• About this exercise: Your task is to gather the lines below that hold the string "ACCEPT".

• Records:

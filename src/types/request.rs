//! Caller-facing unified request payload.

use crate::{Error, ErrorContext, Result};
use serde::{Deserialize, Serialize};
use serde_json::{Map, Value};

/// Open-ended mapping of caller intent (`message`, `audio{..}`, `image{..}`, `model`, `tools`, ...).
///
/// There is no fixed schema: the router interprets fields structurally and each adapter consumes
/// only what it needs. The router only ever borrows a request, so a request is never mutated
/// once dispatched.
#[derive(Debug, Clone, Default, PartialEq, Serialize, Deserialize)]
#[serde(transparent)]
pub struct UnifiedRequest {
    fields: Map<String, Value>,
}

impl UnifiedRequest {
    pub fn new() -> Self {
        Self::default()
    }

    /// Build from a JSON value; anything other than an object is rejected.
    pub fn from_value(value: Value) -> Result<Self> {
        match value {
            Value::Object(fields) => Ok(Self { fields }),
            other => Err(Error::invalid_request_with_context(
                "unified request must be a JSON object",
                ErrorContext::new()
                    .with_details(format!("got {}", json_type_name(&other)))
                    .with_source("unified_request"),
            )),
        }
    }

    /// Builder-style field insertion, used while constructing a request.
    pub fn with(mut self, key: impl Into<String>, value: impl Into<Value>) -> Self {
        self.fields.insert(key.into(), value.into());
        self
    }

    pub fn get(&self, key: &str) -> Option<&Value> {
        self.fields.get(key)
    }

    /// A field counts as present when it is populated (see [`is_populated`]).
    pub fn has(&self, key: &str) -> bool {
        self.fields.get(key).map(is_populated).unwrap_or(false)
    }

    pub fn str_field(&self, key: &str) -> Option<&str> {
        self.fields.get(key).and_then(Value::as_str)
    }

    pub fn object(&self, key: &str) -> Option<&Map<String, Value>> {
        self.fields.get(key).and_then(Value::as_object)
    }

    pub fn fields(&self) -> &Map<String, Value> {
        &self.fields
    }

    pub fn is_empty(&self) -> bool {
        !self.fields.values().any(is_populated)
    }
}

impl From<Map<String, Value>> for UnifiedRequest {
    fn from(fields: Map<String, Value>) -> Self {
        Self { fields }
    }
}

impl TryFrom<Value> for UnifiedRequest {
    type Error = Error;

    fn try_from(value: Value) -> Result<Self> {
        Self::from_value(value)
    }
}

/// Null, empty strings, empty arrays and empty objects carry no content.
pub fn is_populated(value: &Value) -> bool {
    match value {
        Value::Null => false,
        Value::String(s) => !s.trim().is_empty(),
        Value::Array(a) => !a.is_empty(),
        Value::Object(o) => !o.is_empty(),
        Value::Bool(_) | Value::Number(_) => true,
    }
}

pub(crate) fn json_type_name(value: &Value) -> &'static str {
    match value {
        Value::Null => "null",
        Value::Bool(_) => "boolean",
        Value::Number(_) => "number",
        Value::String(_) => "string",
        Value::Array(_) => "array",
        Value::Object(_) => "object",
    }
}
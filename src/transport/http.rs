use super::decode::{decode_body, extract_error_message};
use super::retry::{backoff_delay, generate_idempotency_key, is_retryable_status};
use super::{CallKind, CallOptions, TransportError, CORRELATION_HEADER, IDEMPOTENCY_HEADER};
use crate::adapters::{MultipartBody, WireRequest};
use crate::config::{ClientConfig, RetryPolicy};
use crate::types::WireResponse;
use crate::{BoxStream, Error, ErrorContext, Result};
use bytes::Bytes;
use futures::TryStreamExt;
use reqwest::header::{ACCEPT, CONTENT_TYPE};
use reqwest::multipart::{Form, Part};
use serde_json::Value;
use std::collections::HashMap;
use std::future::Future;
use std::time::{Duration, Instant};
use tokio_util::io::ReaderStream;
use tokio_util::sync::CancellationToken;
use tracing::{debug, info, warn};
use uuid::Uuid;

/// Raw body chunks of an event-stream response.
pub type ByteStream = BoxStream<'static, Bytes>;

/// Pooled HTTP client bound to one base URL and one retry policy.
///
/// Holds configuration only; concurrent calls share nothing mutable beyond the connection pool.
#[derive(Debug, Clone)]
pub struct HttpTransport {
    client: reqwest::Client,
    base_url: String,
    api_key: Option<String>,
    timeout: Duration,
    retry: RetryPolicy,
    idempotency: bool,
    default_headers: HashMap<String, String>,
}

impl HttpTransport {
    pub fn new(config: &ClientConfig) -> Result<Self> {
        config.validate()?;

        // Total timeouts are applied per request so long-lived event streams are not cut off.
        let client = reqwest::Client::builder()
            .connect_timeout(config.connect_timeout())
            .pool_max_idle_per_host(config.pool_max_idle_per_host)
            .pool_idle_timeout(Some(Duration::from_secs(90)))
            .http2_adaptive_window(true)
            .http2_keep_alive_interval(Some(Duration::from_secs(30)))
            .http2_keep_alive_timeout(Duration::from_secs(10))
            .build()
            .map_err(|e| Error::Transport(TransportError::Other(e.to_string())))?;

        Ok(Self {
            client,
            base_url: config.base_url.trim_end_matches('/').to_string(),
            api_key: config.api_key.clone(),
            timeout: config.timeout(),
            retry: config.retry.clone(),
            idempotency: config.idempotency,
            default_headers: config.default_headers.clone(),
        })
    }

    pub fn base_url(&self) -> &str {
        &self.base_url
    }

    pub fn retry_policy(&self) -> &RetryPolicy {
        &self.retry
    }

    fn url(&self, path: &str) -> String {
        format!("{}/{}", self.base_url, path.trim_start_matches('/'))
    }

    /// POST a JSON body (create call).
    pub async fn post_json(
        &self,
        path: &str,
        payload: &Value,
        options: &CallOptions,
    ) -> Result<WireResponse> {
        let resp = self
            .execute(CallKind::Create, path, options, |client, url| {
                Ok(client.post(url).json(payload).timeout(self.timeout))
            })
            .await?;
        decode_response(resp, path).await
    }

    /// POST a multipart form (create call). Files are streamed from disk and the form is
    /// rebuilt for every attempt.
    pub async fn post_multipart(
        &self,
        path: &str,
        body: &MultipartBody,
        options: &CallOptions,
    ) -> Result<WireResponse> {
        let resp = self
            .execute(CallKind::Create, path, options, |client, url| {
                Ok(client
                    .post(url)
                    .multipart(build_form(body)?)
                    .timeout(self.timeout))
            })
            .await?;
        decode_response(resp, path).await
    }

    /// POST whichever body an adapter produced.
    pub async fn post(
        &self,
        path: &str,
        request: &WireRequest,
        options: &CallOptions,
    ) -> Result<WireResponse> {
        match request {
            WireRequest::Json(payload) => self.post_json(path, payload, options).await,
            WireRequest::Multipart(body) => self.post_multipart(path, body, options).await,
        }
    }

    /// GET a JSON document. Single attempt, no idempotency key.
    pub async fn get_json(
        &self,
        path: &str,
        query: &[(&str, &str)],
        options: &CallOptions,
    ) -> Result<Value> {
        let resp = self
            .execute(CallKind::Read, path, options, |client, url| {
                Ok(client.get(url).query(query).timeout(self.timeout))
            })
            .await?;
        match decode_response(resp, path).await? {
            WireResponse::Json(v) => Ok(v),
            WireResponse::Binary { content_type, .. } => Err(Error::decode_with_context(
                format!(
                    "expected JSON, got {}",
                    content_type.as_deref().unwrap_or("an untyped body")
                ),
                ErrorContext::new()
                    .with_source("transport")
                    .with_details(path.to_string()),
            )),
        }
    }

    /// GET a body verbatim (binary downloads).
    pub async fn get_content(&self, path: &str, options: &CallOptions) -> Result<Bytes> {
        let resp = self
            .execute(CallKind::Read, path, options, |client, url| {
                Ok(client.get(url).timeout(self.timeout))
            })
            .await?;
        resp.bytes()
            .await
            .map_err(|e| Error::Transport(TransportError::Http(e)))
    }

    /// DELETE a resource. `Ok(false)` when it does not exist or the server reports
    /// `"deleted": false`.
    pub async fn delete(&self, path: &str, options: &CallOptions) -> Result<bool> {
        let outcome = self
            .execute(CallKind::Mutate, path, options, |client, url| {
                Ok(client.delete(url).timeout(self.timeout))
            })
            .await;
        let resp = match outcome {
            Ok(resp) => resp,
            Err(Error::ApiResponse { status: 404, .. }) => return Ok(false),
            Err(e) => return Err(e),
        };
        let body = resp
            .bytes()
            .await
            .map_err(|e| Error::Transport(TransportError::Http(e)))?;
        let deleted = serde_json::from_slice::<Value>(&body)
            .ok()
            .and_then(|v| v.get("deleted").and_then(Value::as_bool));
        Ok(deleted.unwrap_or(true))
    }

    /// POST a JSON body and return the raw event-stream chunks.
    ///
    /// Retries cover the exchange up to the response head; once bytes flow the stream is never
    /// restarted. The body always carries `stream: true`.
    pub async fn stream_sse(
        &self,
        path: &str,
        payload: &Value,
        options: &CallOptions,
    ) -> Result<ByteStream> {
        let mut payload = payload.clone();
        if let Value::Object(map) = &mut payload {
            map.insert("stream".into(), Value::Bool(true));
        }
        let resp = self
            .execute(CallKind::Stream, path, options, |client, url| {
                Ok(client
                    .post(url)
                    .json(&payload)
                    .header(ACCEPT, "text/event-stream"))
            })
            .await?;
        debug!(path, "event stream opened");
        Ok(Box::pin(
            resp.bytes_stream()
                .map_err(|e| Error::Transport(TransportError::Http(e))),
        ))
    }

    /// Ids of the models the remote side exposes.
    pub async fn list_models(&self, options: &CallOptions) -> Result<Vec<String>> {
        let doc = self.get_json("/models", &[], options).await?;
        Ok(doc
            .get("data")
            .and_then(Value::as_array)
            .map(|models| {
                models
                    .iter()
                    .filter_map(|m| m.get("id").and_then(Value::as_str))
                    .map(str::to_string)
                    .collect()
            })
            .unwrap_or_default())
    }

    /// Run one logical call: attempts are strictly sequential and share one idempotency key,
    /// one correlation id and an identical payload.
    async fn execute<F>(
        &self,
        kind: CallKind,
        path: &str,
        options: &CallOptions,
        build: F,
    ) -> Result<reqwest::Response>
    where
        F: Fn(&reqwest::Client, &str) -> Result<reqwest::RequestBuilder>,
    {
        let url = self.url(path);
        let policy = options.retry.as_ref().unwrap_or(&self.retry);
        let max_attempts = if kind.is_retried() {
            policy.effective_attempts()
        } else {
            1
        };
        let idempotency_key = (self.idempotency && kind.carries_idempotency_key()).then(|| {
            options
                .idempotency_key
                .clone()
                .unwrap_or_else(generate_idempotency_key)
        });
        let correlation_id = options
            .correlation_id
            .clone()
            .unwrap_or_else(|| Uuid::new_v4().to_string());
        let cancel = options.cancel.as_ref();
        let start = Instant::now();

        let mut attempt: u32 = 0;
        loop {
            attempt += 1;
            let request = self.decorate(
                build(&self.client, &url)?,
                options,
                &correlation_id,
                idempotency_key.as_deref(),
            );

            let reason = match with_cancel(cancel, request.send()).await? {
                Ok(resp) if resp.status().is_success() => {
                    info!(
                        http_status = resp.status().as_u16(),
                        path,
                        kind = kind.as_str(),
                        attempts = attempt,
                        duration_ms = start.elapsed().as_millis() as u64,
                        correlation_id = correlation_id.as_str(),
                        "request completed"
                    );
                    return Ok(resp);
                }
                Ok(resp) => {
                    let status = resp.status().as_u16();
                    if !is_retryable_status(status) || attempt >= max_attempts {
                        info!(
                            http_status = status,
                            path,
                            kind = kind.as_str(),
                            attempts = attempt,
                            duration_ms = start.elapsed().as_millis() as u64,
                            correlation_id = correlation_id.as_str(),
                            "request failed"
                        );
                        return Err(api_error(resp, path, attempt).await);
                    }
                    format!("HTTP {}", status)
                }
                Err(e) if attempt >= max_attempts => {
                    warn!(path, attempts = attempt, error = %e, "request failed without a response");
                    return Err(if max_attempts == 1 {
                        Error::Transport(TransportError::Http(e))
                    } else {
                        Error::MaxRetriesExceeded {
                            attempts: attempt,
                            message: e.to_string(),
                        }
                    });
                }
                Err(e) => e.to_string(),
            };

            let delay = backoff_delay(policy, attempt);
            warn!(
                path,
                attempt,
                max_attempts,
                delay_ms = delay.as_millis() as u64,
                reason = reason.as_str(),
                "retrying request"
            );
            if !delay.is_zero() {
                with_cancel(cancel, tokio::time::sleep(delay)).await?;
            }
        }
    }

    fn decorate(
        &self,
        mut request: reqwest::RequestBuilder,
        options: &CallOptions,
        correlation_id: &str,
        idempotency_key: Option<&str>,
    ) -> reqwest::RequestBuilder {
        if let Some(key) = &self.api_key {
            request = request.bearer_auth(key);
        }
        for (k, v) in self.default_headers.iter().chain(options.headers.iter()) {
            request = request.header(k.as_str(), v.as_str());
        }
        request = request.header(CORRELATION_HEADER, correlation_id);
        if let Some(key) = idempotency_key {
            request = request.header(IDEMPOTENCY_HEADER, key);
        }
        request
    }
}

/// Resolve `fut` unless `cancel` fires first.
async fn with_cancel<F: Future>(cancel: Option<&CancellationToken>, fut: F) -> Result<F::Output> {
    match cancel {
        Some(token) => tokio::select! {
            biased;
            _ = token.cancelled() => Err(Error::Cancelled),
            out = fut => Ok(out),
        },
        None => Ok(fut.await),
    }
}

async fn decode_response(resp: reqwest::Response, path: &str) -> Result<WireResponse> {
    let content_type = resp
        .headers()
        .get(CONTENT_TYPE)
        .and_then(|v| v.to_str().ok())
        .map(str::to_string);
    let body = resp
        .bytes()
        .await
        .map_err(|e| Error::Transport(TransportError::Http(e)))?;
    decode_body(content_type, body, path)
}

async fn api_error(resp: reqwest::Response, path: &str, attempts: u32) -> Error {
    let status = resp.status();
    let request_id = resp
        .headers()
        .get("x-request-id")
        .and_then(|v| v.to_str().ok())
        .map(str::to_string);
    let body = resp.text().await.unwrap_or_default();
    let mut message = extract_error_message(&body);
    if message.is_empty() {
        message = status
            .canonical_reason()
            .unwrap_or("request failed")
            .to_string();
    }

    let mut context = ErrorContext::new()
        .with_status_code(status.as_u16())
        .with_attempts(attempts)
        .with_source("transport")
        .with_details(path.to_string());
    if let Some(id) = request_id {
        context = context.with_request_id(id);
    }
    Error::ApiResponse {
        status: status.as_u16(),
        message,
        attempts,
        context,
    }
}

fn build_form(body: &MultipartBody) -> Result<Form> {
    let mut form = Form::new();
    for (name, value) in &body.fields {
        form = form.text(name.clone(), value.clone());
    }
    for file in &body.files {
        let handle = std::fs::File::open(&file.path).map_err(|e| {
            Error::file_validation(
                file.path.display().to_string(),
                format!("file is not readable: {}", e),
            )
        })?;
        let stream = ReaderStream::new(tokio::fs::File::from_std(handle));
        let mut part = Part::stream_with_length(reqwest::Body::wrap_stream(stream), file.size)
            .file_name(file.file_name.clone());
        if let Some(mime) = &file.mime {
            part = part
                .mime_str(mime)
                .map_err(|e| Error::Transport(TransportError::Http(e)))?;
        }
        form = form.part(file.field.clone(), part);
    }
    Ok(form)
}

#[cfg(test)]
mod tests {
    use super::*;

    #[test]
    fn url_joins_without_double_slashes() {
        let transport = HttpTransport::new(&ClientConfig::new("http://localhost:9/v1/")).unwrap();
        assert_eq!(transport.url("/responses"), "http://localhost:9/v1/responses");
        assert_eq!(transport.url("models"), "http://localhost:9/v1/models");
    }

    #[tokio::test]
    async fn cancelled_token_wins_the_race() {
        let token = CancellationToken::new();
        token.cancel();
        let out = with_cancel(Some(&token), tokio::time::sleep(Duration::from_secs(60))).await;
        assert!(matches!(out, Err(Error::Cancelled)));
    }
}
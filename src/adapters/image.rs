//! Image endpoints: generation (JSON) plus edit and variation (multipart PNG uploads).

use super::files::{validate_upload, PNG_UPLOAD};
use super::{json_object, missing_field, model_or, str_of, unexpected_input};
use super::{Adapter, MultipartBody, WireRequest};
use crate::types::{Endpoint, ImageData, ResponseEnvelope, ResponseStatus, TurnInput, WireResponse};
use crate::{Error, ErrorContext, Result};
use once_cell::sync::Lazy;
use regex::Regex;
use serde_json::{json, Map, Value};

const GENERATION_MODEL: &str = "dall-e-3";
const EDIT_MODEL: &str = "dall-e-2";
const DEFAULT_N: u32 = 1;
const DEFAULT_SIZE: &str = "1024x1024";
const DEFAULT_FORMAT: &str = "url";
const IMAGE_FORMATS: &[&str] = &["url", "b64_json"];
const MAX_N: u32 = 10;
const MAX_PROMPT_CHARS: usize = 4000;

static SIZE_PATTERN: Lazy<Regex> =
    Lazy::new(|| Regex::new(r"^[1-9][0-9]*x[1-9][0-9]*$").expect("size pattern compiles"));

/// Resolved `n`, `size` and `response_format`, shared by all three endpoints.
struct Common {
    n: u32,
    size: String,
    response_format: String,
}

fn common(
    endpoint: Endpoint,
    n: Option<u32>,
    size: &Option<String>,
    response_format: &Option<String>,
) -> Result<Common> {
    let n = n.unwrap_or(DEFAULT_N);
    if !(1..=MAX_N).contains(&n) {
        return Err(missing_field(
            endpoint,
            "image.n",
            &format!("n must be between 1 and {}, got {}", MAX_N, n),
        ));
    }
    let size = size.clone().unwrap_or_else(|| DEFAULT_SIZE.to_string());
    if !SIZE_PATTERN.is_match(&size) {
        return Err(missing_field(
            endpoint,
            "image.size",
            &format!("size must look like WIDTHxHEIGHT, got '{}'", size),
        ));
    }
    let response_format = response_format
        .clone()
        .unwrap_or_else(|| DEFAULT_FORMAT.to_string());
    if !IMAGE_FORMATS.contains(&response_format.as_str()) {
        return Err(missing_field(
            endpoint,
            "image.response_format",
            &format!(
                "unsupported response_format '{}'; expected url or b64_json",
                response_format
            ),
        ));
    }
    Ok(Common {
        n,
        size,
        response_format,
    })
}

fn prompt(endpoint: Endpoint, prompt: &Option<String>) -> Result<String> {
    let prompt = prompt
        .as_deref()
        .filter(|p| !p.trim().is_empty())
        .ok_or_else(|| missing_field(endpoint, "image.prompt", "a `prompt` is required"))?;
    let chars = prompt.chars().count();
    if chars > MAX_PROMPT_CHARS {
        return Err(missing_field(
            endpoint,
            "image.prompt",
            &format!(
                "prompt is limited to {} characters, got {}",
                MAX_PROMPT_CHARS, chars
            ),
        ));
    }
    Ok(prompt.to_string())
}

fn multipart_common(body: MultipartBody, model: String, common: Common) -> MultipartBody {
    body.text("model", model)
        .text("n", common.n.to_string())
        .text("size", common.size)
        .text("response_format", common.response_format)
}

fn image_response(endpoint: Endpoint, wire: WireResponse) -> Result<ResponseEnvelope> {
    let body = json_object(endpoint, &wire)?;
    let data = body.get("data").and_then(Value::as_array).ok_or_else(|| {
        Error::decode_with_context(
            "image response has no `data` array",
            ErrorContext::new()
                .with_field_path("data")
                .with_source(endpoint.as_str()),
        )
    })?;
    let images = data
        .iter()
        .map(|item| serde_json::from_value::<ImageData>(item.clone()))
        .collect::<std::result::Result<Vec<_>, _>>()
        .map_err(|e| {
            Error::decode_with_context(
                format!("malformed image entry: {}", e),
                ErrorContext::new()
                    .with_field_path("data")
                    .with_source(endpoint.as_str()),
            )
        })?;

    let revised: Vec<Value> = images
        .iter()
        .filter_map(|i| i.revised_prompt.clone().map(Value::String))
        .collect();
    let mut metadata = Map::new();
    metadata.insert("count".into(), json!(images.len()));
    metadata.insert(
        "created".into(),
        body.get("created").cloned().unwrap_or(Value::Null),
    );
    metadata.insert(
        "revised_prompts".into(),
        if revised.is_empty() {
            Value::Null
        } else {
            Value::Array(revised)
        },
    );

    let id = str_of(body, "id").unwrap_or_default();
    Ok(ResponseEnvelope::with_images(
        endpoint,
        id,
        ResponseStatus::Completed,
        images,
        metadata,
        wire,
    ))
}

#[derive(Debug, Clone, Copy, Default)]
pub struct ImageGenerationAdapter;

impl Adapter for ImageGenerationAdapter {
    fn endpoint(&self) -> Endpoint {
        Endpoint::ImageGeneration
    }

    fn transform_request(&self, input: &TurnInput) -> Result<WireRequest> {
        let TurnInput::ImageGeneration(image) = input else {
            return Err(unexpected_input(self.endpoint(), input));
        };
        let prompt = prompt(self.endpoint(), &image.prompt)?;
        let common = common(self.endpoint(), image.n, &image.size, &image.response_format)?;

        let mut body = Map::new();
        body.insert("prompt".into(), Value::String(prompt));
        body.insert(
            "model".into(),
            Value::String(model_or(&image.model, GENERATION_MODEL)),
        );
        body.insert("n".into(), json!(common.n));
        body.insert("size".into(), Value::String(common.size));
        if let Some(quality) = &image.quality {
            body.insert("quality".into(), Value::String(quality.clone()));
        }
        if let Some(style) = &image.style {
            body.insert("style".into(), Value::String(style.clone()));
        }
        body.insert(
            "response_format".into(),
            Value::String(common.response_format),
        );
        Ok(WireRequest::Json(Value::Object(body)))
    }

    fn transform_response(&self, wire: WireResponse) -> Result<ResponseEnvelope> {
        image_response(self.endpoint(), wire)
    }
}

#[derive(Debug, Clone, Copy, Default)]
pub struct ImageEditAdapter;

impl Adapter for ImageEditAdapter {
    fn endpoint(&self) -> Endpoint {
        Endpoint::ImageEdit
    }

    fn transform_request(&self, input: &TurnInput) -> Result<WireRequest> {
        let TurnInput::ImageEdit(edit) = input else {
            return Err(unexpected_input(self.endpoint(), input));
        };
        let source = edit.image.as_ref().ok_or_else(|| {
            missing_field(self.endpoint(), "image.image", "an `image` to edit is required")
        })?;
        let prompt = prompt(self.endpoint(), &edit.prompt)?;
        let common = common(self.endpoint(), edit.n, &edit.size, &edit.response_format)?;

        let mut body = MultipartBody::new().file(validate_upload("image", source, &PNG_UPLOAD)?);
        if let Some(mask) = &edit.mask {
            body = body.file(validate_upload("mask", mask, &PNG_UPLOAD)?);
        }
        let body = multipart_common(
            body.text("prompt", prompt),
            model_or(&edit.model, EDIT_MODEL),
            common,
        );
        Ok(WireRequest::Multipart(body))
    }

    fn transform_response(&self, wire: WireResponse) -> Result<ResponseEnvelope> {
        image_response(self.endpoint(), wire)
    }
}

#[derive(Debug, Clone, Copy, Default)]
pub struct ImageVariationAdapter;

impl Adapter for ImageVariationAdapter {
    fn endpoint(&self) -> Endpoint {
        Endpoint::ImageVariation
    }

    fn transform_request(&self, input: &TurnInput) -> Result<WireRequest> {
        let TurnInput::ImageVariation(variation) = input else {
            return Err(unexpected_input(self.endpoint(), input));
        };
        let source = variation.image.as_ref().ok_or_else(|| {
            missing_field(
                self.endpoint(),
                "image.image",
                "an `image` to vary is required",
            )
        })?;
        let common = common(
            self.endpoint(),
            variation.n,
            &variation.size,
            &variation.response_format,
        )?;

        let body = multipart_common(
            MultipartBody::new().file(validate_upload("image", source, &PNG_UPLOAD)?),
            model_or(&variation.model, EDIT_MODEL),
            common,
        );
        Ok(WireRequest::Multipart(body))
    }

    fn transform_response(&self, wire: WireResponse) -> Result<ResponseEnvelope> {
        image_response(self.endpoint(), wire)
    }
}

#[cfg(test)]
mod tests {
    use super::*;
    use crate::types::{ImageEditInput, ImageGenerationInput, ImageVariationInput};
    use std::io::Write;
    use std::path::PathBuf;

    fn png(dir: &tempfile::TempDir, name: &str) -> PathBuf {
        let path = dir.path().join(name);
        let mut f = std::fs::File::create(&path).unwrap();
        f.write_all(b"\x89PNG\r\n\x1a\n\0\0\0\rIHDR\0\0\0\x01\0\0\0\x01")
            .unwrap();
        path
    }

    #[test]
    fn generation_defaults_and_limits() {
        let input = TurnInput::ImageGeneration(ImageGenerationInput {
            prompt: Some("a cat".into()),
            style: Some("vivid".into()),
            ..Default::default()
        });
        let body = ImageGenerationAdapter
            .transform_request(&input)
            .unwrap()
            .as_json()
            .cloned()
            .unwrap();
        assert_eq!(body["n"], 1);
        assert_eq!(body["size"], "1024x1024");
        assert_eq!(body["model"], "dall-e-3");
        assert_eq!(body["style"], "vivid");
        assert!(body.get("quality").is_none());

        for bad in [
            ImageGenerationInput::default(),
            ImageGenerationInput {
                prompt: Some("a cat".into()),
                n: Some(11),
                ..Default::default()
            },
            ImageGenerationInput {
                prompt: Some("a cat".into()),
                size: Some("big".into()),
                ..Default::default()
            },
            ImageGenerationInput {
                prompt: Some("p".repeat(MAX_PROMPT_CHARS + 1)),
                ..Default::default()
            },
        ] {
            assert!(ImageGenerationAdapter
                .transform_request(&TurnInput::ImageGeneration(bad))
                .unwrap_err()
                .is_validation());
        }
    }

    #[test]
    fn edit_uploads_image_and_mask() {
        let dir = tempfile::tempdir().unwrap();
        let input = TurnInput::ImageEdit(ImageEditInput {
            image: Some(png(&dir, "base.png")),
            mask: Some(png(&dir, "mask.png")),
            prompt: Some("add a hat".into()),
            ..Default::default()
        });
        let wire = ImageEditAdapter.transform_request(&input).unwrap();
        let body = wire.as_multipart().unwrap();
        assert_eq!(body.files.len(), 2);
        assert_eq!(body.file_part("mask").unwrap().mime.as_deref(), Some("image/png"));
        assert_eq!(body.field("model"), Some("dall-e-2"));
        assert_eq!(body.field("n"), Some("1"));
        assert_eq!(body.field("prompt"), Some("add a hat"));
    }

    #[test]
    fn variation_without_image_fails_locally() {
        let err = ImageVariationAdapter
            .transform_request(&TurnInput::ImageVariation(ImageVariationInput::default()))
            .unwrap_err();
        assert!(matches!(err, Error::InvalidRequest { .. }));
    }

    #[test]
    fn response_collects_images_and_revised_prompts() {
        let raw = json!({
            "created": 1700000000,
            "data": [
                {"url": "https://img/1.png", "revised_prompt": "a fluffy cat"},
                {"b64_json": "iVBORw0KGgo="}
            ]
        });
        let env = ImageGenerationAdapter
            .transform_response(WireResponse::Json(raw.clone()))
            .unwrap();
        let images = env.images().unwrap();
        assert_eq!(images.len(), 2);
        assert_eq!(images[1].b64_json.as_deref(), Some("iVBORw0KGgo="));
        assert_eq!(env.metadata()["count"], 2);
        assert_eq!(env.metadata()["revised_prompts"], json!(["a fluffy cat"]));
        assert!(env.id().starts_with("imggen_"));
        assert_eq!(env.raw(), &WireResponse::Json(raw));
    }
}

• Solution:
use reqwest::header::{ACCEPT, CONTENT_TYPE};
                    .header(ACCEPT, "text/event-stream"))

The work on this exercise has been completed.